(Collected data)

+--

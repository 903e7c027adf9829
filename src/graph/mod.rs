//! In-memory state graph
//!
//! A minimal host for the tree builder: machines (branches) contain states
//! (leaves) and nested machines. Each machine keeps its entry routes in
//! insertion order; the first satisfied route wins, the default route last.
//! Transitions connect siblings, or leave the enclosing machine.

mod dot;

pub use dot::ToDot;

use std::fmt;
use std::sync::Arc;

use tracing::trace;

use crate::bits::ChannelAssignment;
use crate::param::Condition;
use crate::tree::{RouteTarget, TreeConsumer};
use crate::{Result, SyncError};

/// Handle to a node in a [`StateGraph`]
#[derive(Debug, Clone, Copy, PartialEq, Eq, PartialOrd, Ord, Hash)]
pub struct NodeId(usize);

impl NodeId {
    /// Position in creation order (root = 0)
    #[inline]
    pub fn index(self) -> usize {
        self.0
    }
}

impl fmt::Display for NodeId {
    fn fmt(&self, f: &mut fmt::Formatter<'_>) -> fmt::Result {
        write!(f, "n{}", self.0)
    }
}

/// What a node is
#[derive(Debug, Clone, Copy, PartialEq, Eq, Hash)]
pub enum NodeKind {
    /// Terminal state
    State,

    /// Container with its own entry routes
    Machine,
}

/// Entry route of a machine
#[derive(Debug, Clone, PartialEq, Eq, Hash)]
pub struct Route {
    /// Node entered
    pub target: NodeId,

    /// `None` for the default route
    pub condition: Option<Condition>,
}

/// Value written to a parameter while a state is active
#[derive(Debug, Clone, PartialEq, Eq, Hash)]
pub enum DriveValue {
    /// Integer parameter
    Int(u32),

    /// Boolean parameter
    Bool(bool),
}

/// Parameter driver attached to a state
#[derive(Debug, Clone, PartialEq, Eq, Hash)]
pub struct Drive {
    /// Parameter name
    pub parameter: Arc<str>,

    /// Written value
    pub value: DriveValue,
}

/// Transition between siblings (`to = None` leaves the enclosing machine)
#[derive(Debug, Clone, PartialEq, Eq, Hash)]
pub struct Transition {
    /// Source state or machine
    pub from: NodeId,

    /// Destination state, or exit
    pub to: Option<NodeId>,

    /// `None` fires automatically
    pub condition: Option<Condition>,
}

/// Node of the graph
#[derive(Debug, Clone, PartialEq, Eq, Hash)]
pub struct Node {
    /// Display name, unique among siblings
    pub name: String,

    /// State or machine
    pub kind: NodeKind,

    /// Enclosing machine (`None` for the root)
    pub parent: Option<NodeId>,

    /// Children in creation order (machines only)
    pub children: Vec<NodeId>,

    /// Entry routes in evaluation order (machines only)
    pub routes: Vec<Route>,

    /// Clip played while active
    pub motion: Option<String>,

    /// Parameters written on entry
    pub drives: Vec<Drive>,

    /// State resets unanimated properties to their defaults (states only)
    pub write_defaults: bool,
}

impl Node {
    fn new(name: String, kind: NodeKind, parent: Option<NodeId>) -> Self {
        Self {
            name,
            kind,
            parent,
            children: Vec::new(),
            routes: Vec::new(),
            motion: None,
            drives: Vec::new(),
            write_defaults: false,
        }
    }
}

/// Arena-backed state graph implementing [`TreeConsumer`]
#[derive(Debug, Clone)]
pub struct StateGraph {
    nodes: Vec<Node>,
    transitions: Vec<Transition>,
    node_limit: Option<usize>,
    write_defaults: bool,
}

impl StateGraph {
    /// Graph with a single root machine
    pub fn new(root_name: impl Into<String>) -> Self {
        Self {
            nodes: vec![Node::new(root_name.into(), NodeKind::Machine, None)],
            transitions: Vec::new(),
            node_limit: None,
            write_defaults: false,
        }
    }

    /// Cap the total number of nodes (root included)
    pub fn with_node_limit(mut self, limit: usize) -> Self {
        self.node_limit = Some(limit);
        self
    }

    /// Mark every state created from now on as writing defaults
    pub fn with_write_defaults(mut self, write_defaults: bool) -> Self {
        self.write_defaults = write_defaults;
        self
    }

    /// Root machine
    pub fn root(&self) -> NodeId {
        NodeId(0)
    }

    /// Look up a node
    pub fn node(&self, id: NodeId) -> Option<&Node> {
        self.nodes.get(id.0)
    }

    /// Total node count, root included
    pub fn len(&self) -> usize {
        self.nodes.len()
    }

    /// Always false: the root machine exists from construction
    pub fn is_empty(&self) -> bool {
        self.nodes.is_empty()
    }

    /// All nodes with their ids, in creation order
    pub fn nodes(&self) -> impl Iterator<Item = (NodeId, &Node)> {
        self.nodes.iter().enumerate().map(|(i, node)| (NodeId(i), node))
    }

    /// Ids of every state, in creation order
    pub fn states(&self) -> impl Iterator<Item = NodeId> + '_ {
        self.nodes()
            .filter(|(_, node)| node.kind == NodeKind::State)
            .map(|(id, _)| id)
    }

    /// Transitions in insertion order
    pub fn transitions(&self) -> &[Transition] {
        &self.transitions
    }

    /// Add a state under `parent`
    pub fn add_state(&mut self, parent: NodeId, name: &str) -> Result<NodeId> {
        self.insert(parent, name, NodeKind::State)
    }

    /// Add a nested machine under `parent`
    pub fn add_machine(&mut self, parent: NodeId, name: &str) -> Result<NodeId> {
        self.insert(parent, name, NodeKind::Machine)
    }

    /// Rename a node, keeping names unique among siblings
    pub fn rename(&mut self, id: NodeId, name: &str) -> Result<()> {
        let parent = self.existing(id)?.parent;
        if let Some(parent) = parent {
            if self.sibling_named(parent, name).is_some_and(|other| other != id) {
                return Err(SyncError::consumer_failure(format!(
                    "duplicate name '{name}' under '{}'",
                    self.nodes[parent.0].name
                )));
            }
        }
        self.nodes[id.0].name = name.to_string();
        Ok(())
    }

    /// Set the clip a state plays
    pub fn set_motion(&mut self, id: NodeId, motion: impl Into<String>) -> Result<()> {
        self.existing_state(id)?;
        self.nodes[id.0].motion = Some(motion.into());
        Ok(())
    }

    /// Write `value` into `parameter` when `id` is entered
    pub fn add_drive(
        &mut self,
        id: NodeId,
        parameter: impl Into<Arc<str>>,
        value: DriveValue,
    ) -> Result<()> {
        self.existing_state(id)?;
        self.nodes[id.0].drives.push(Drive {
            parameter: parameter.into(),
            value,
        });
        Ok(())
    }

    /// Add a transition to a sibling (or out of the machine when `to` is `None`)
    ///
    /// A transition out of a nested machine fires once that machine exits.
    pub fn add_transition(
        &mut self,
        from: NodeId,
        to: Option<NodeId>,
        condition: Option<Condition>,
    ) -> Result<()> {
        let Some(parent) = self.existing(from)?.parent else {
            return Err(SyncError::consumer_failure(
                "the root machine has no outgoing transitions",
            ));
        };
        if let Some(to) = to {
            if self.existing(to)?.parent != Some(parent) {
                return Err(SyncError::consumer_failure(format!(
                    "transition target {to} is not a sibling of {from}"
                )));
            }
        }
        self.transitions.push(Transition {
            from,
            to,
            condition,
        });
        Ok(())
    }

    /// Entry routes of `machine` in evaluation order
    pub fn routes(&self, machine: NodeId) -> &[Route] {
        self.nodes
            .get(machine.0)
            .map(|node| node.routes.as_slice())
            .unwrap_or(&[])
    }

    /// State the graph settles in while `channels` hold
    ///
    /// Follows entry routes from the root down to a state: within a machine
    /// the first satisfied conditional route wins and the default route is
    /// taken when none holds. From that state, conditional transitions whose
    /// condition holds are followed the same way (unconditional ones only
    /// fire over time and are ignored). Returns `None` if a machine on the
    /// way has no applicable route.
    pub fn resolve(&self, channels: &ChannelAssignment) -> Option<NodeId> {
        self.resolve_from(self.root(), channels)
    }

    /// Like [`resolve`](Self::resolve), starting at `machine`
    pub fn resolve_from(&self, machine: NodeId, channels: &ChannelAssignment) -> Option<NodeId> {
        let mut current = self.enter(machine, channels)?;
        // each hop enters a different node unless conditions cycle
        for _ in 0..self.nodes.len() {
            let next = self.transitions.iter().find_map(|transition| {
                let fires = transition.from == current
                    && transition
                        .condition
                        .as_ref()
                        .is_some_and(|condition| condition.evaluate(channels));
                if fires {
                    transition.to
                } else {
                    None
                }
            });
            match next {
                Some(next) => current = self.enter(next, channels)?,
                None => break,
            }
        }
        Some(current)
    }

    /// Descend entry routes from `node` to a state
    fn enter(&self, node: NodeId, channels: &ChannelAssignment) -> Option<NodeId> {
        let mut current = node;
        loop {
            let node = self.node(current)?;
            if node.kind == NodeKind::State {
                return Some(current);
            }
            let conditional = node.routes.iter().find(|route| {
                route
                    .condition
                    .as_ref()
                    .is_some_and(|condition| condition.evaluate(channels))
            });
            let route = conditional.or_else(|| node.routes.iter().find(|r| r.condition.is_none()))?;
            current = route.target;
        }
    }

    /// Names from the root down to `id`, root excluded
    pub fn path_to(&self, id: NodeId) -> Vec<&str> {
        let mut names = Vec::new();
        let mut current = self.node(id);
        while let Some(node) = current {
            if node.parent.is_none() {
                break;
            }
            names.push(node.name.as_str());
            current = node.parent.and_then(|parent| self.node(parent));
        }
        names.reverse();
        names
    }

    /// Structural fingerprint: equal graphs hash equal
    pub fn fingerprint(&self) -> blake3::Hash {
        let mut rendered = Vec::new();
        // writing into a Vec cannot fail
        let _ = self.to_dot(&mut rendered);
        blake3::hash(&rendered)
    }

    fn insert(&mut self, parent: NodeId, name: &str, kind: NodeKind) -> Result<NodeId> {
        let parent_node = self.existing(parent)?;
        if parent_node.kind != NodeKind::Machine {
            return Err(SyncError::consumer_failure(format!(
                "'{}' is a state and cannot host '{name}'",
                parent_node.name
            )));
        }
        if self.sibling_named(parent, name).is_some() {
            return Err(SyncError::consumer_failure(format!(
                "duplicate name '{name}' under '{}'",
                parent_node.name
            )));
        }
        if let Some(limit) = self.node_limit {
            if self.nodes.len() >= limit {
                return Err(SyncError::consumer_failure(format!(
                    "node limit of {limit} reached while creating '{name}'"
                )));
            }
        }

        let id = NodeId(self.nodes.len());
        let mut node = Node::new(name.to_string(), kind, Some(parent));
        node.write_defaults = kind == NodeKind::State && self.write_defaults;
        self.nodes.push(node);
        self.nodes[parent.0].children.push(id);
        trace!(%id, node = name, ?kind, "node created");
        Ok(id)
    }

    fn add_route(&mut self, machine: NodeId, target: NodeId, condition: Option<Condition>) -> Result<()> {
        let node = self.existing(machine)?;
        if node.kind != NodeKind::Machine {
            return Err(SyncError::consumer_failure(format!(
                "'{}' is a state and has no entry routes",
                node.name
            )));
        }
        if self.nodes.get(target.0).and_then(|t| t.parent) != Some(machine) {
            return Err(SyncError::consumer_failure(format!(
                "route target {target} is not a child of '{}'",
                node.name
            )));
        }
        if condition.is_none() && node.routes.iter().any(|route| route.condition.is_none()) {
            return Err(SyncError::consumer_failure(format!(
                "'{}' already has a default route",
                node.name
            )));
        }
        self.nodes[machine.0].routes.push(Route { target, condition });
        Ok(())
    }

    fn sibling_named(&self, parent: NodeId, name: &str) -> Option<NodeId> {
        self.nodes[parent.0]
            .children
            .iter()
            .copied()
            .find(|child| self.nodes[child.0].name == name)
    }

    fn existing(&self, id: NodeId) -> Result<&Node> {
        self.nodes
            .get(id.0)
            .ok_or_else(|| SyncError::consumer_failure(format!("unknown node {id}")))
    }

    fn existing_state(&self, id: NodeId) -> Result<&Node> {
        let node = self.existing(id)?;
        if node.kind != NodeKind::State {
            return Err(SyncError::consumer_failure(format!(
                "'{}' is not a state",
                node.name
            )));
        }
        Ok(node)
    }
}

fn target_id(target: RouteTarget<'_, NodeId, NodeId>) -> NodeId {
    match target {
        RouteTarget::Leaf(id) | RouteTarget::Branch(id) => *id,
    }
}

impl TreeConsumer for StateGraph {
    type Leaf = NodeId;
    type Branch = NodeId;

    fn new_leaf(&mut self, parent: &NodeId, name: &str) -> Result<NodeId> {
        self.add_state(*parent, name)
    }

    fn new_branch(&mut self, parent: &NodeId, name: &str) -> Result<NodeId> {
        self.add_machine(*parent, name)
    }

    fn route_on_condition(
        &mut self,
        parent: &NodeId,
        condition: Condition,
        target: RouteTarget<'_, NodeId, NodeId>,
    ) -> Result<()> {
        self.add_route(*parent, target_id(target), Some(condition))
    }

    fn route_default(
        &mut self,
        parent: &NodeId,
        target: RouteTarget<'_, NodeId, NodeId>,
    ) -> Result<()> {
        self.add_route(*parent, target_id(target), None)
    }
}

+--

In the data above, which lines lie between the line with "pub struct Route" and the line with "attached to a state", inclusive? Print those lines exactly and nothing else.

* **Output for this task**:
pub struct Route {
    /// Node entered
    pub target: NodeId,

    /// `None` for the default route
    pub condition: Option<Condition>,
}

/// Value written to a parameter while a state is active
#[derive(Debug, Clone, PartialEq, Eq, Hash)]
pub enum DriveValue {
    /// Integer parameter
    Int(u32),

    /// Boolean parameter
    Bool(bool),
}

/// Parameter driver attached to a state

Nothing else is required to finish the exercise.